▶ **What the task requires**
From the first line to the last, transcribe the data exactly.

▶ **Data extracts**
//! Run-length coding of amino-acid chains.
//!
//! An encoded chain is a sequence of tokens, each an optional decimal count
//! followed by one uppercase letter: `3A2BC` is `AAABBC`. Anything that is not
//! part of a token is ignored when decoding.

use itertools::Itertools;
use lazy_static::lazy_static;
use regex::Regex;
use thiserror::Error;

lazy_static! {
    static ref RLE_TOKEN: Regex = Regex::new(r"([0-9]*)([A-Z])").expect("valid RLE token regex");
}

/// Longest chain `decode` will materialise, in residues.
pub const MAX_DECODED_LEN: usize = 1 << 30;

#[derive(Debug, Clone, PartialEq, Eq, Error)]
pub enum CodecError {
    #[error("Run length '{count}' for '{letter}' is too large")]
    CountOverflow { count: String, letter: char },
}

/// Parses a decimal run length of any textual width. Leading zeros are
/// insignificant, so only the significant digits have to fit into `usize`.
fn parse_count(digits: &str, letter: char) -> Result<usize, CodecError> {
    if digits.is_empty() {
        return Ok(1);
    }
    let significant = digits.trim_start_matches('0');
    if significant.is_empty() {
        return Ok(0);
    }
    significant
        .parse::<usize>()
        .map_err(|_| CodecError::CountOverflow {
            count: digits.to_string(),
            letter,
        })
}

pub fn decode(encoded: &str) -> Result<String, CodecError> {
    let mut runs = Vec::new();
    let mut total: usize = 0;
    for caps in RLE_TOKEN.captures_iter(encoded) {
        let letter = caps[2].chars().next().unwrap_or_default();
        let count = parse_count(&caps[1], letter)?;
        total = total
            .checked_add(count)
            .filter(|&total| total <= MAX_DECODED_LEN)
            .ok_or_else(|| CodecError::CountOverflow {
                count: caps[1].to_string(),
                letter,
            })?;
        runs.push((letter, count));
    }

    let mut decoded = String::with_capacity(total);
    for (letter, count) in runs {
        decoded.extend(std::iter::repeat_n(letter, count));
    }
    Ok(decoded)
}

/// Maximal runs of identical characters, in order.
pub fn runs(chain: &str) -> impl Iterator<Item = (char, usize)> + '_ {
    chain
        .chars()
        .dedup_with_count()
        .map(|(count, letter)| (letter, count))
}

pub fn encode(chain: &str) -> String {
    let mut encoded = String::new();
    for (letter, count) in runs(chain) {
        if count > 1 {
            encoded.push_str(&count.to_string());
        }
        encoded.push(letter);
    }
    encoded
}

#[cfg(test)]
mod tests {
    use super::*;
    use proptest::prelude::*;

    #[test]
    fn test_decode_counts_and_bare_letters() {
        assert_eq!(decode("3A2B C").unwrap(), "AAABBC");
        assert_eq!(decode("A12B").unwrap(), "ABBBBBBBBBBBB");
    }

    #[test]
    fn test_decode_empty() {
        assert_eq!(decode("").unwrap(), "");
        assert_eq!(decode("  \t42").unwrap(), "");
    }

    #[test]
    fn test_decode_ignores_non_token_characters() {
        // Lowercase letters never form a token, and digits cling to the next letter.
        assert_eq!(decode("2a-B").unwrap(), "B");
        assert_eq!(decode("2-3C").unwrap(), "CCC");
        assert_eq!(decode("x2Yz").unwrap(), "YY");
    }

    #[test]
    fn test_decode_zero_and_padded_counts() {
        assert_eq!(decode("0AB").unwrap(), "B");
        assert_eq!(decode("0003C").unwrap(), "CCC");
        assert_eq!(
            decode("00000000000000000000000000000002D").unwrap(),
            "DD"
        );
    }

    #[test]
    fn test_decode_rejects_unrepresentable_count() {
        let err = decode("A99999999999999999999999999999B").unwrap_err();
        assert!(matches!(err, CodecError::CountOverflow { letter: 'B', .. }));
    }

    #[test]
    fn test_decode_rejects_count_beyond_residue_limit() {
        let err = decode("9999999999999999999A").unwrap_err();
        assert!(matches!(err, CodecError::CountOverflow { letter: 'A', .. }));
        assert!(decode("2000000000W").is_err());
        assert!(decode(&format!("{}A", MAX_DECODED_LEN + 1)).is_err());
    }

    #[test]
    fn test_decode_limit_applies_to_whole_chain() {
        let half = MAX_DECODED_LEN / 2 + 1;
        let err = decode(&format!("{half}A{half}B")).unwrap_err();
        assert_eq!(
            err,
            CodecError::CountOverflow {
                count: half.to_string(),
                letter: 'B'
            }
        );
    }

    #[test]
    fn test_encode() {
        assert_eq!(encode("AAABBC"), "3A2BC");
        assert_eq!(encode("ABC"), "ABC");
        assert_eq!(encode(&"W".repeat(120)), "120W");
        assert_eq!(encode(""), "");
    }

    #[test]
    fn test_runs() {
        let runs: Vec<_> = runs("MMKKKA").collect();
        assert_eq!(runs, vec![('M', 2), ('K', 3), ('A', 1)]);
    }

    proptest! {
        #[test]
        fn decode_inverts_encode(chain in "[A-Z]{0,64}") {
            prop_assert_eq!(decode(&encode(&chain)).unwrap(), chain);
        }
    }
}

▶ **Answer to this exercise**
//! Run-length coding of amino-acid chains.
//!
//! An encoded chain is a sequence of tokens, each an optional decimal count
//! followed by one uppercase letter: `3A2BC` is `AAABBC`. Anything that is not
//! part of a token is ignored when decoding.

use itertools::Itertools;
use lazy_static::lazy_static;
use regex::Regex;
use thiserror::Error;

lazy_static! {
    static ref RLE_TOKEN: Regex = Regex::new(r"([0-9]*)([A-Z])").expect("valid RLE token regex");
}

/// Longest chain `decode` will materialise, in residues.
pub const MAX_DECODED_LEN: usize = 1 << 30;

#[derive(Debug, Clone, PartialEq, Eq, Error)]
pub enum CodecError {
    #[error("Run length '{count}' for '{letter}' is too large")]
    CountOverflow { count: String, letter: char },
}

/// Parses a decimal run length of any textual width. Leading zeros are
/// insignificant, so only the significant digits have to fit into `usize`.
fn parse_count(digits: &str, letter: char) -> Result<usize, CodecError> {
    if digits.is_empty() {
        return Ok(1);
    }
    let significant = digits.trim_start_matches('0');
    if significant.is_empty() {
        return Ok(0);
    }
    significant
        .parse::<usize>()
        .map_err(|_| CodecError::CountOverflow {
            count: digits.to_string(),
            letter,
        })
}

pub fn decode(encoded: &str) -> Result<String, CodecError> {
    let mut runs = Vec::new();
    let mut total: usize = 0;
    for caps in RLE_TOKEN.captures_iter(encoded) {
        let letter = caps[2].chars().next().unwrap_or_default();
        let count = parse_count(&caps[1], letter)?;
        total = total
            .checked_add(count)
            .filter(|&total| total <= MAX_DECODED_LEN)
            .ok_or_else(|| CodecError::CountOverflow {
                count: caps[1].to_string(),
                letter,
            })?;
        runs.push((letter, count));
    }

    let mut decoded = String::with_capacity(total);
    for (letter, count) in runs {
        decoded.extend(std::iter::repeat_n(letter, count));
    }
    Ok(decoded)
}

/// Maximal runs of identical characters, in order.
pub fn runs(chain: &str) -> impl Iterator<Item = (char, usize)> + '_ {
    chain
        .chars()
        .dedup_with_count()
        .map(|(count, letter)| (letter, count))
}

pub fn encode(chain: &str) -> String {
    let mut encoded = String::new();
    for (letter, count) in runs(chain) {
        if count > 1 {
            encoded.push_str(&count.to_string());
        }
        encoded.push(letter);
    }
    encoded
}

#[cfg(test)]
mod tests {
    use super::*;
    use proptest::prelude::*;

    #[test]
    fn test_decode_counts_and_bare_letters() {
        assert_eq!(decode("3A2B C").unwrap(), "AAABBC");
        assert_eq!(decode("A12B").unwrap(), "ABBBBBBBBBBBB");
    }

    #[test]
    fn test_decode_empty() {
        assert_eq!(decode("").unwrap(), "");
        assert_eq!(decode("  \t42").unwrap(), "");
    }

    #[test]
    fn test_decode_ignores_non_token_characters() {
        // Lowercase letters never form a token, and digits cling to the next letter.
        assert_eq!(decode("2a-B").unwrap(), "B");
        assert_eq!(decode("2-3C").unwrap(), "CCC");
        assert_eq!(decode("x2Yz").unwrap(), "YY");
    }

    #[test]
    fn test_decode_zero_and_padded_counts() {
        assert_eq!(decode("0AB").unwrap(), "B");
        assert_eq!(decode("0003C").unwrap(), "CCC");
        assert_eq!(
            decode("00000000000000000000000000000002D").unwrap(),
            "DD"
        );
    }

    #[test]
    fn test_decode_rejects_unrepresentable_count() {
        let err = decode("A99999999999999999999999999999B").unwrap_err();
        assert!(matches!(err, CodecError::CountOverflow { letter: 'B', .. }));
    }

    #[test]
    fn test_decode_rejects_count_beyond_residue_limit() {
        let err = decode("9999999999999999999A").unwrap_err();
        assert!(matches!(err, CodecError::CountOverflow { letter: 'A', .. }));
        assert!(decode("2000000000W").is_err());
        assert!(decode(&format!("{}A", MAX_DECODED_LEN + 1)).is_err());
    }

    #[test]
    fn test_decode_limit_applies_to_whole_chain() {
        let half = MAX_DECODED_LEN / 2 + 1;
        let err = decode(&format!("{half}A{half}B")).unwrap_err();
        assert_eq!(
            err,
            CodecError::CountOverflow {
                count: half.to_string(),
                letter: 'B'
            }
        );
    }

    #[test]
    fn test_encode() {
        assert_eq!(encode("AAABBC"), "3A2BC");
        assert_eq!(encode("ABC"), "ABC");
        assert_eq!(encode(&"W".repeat(120)), "120W");
        assert_eq!(encode(""), "");
    }

    #[test]
    fn test_runs() {
        let runs: Vec<_> = runs("MMKKKA").collect();
        assert_eq!(runs, vec![('M', 2), ('K', 3), ('A', 1)]);
    }

    proptest! {
        #[test]
        fn decode_inverts_encode(chain in "[A-Z]{0,64}") {
            prop_assert_eq!(decode(&encode(&chain)).unwrap(), chain);
        }
    }
}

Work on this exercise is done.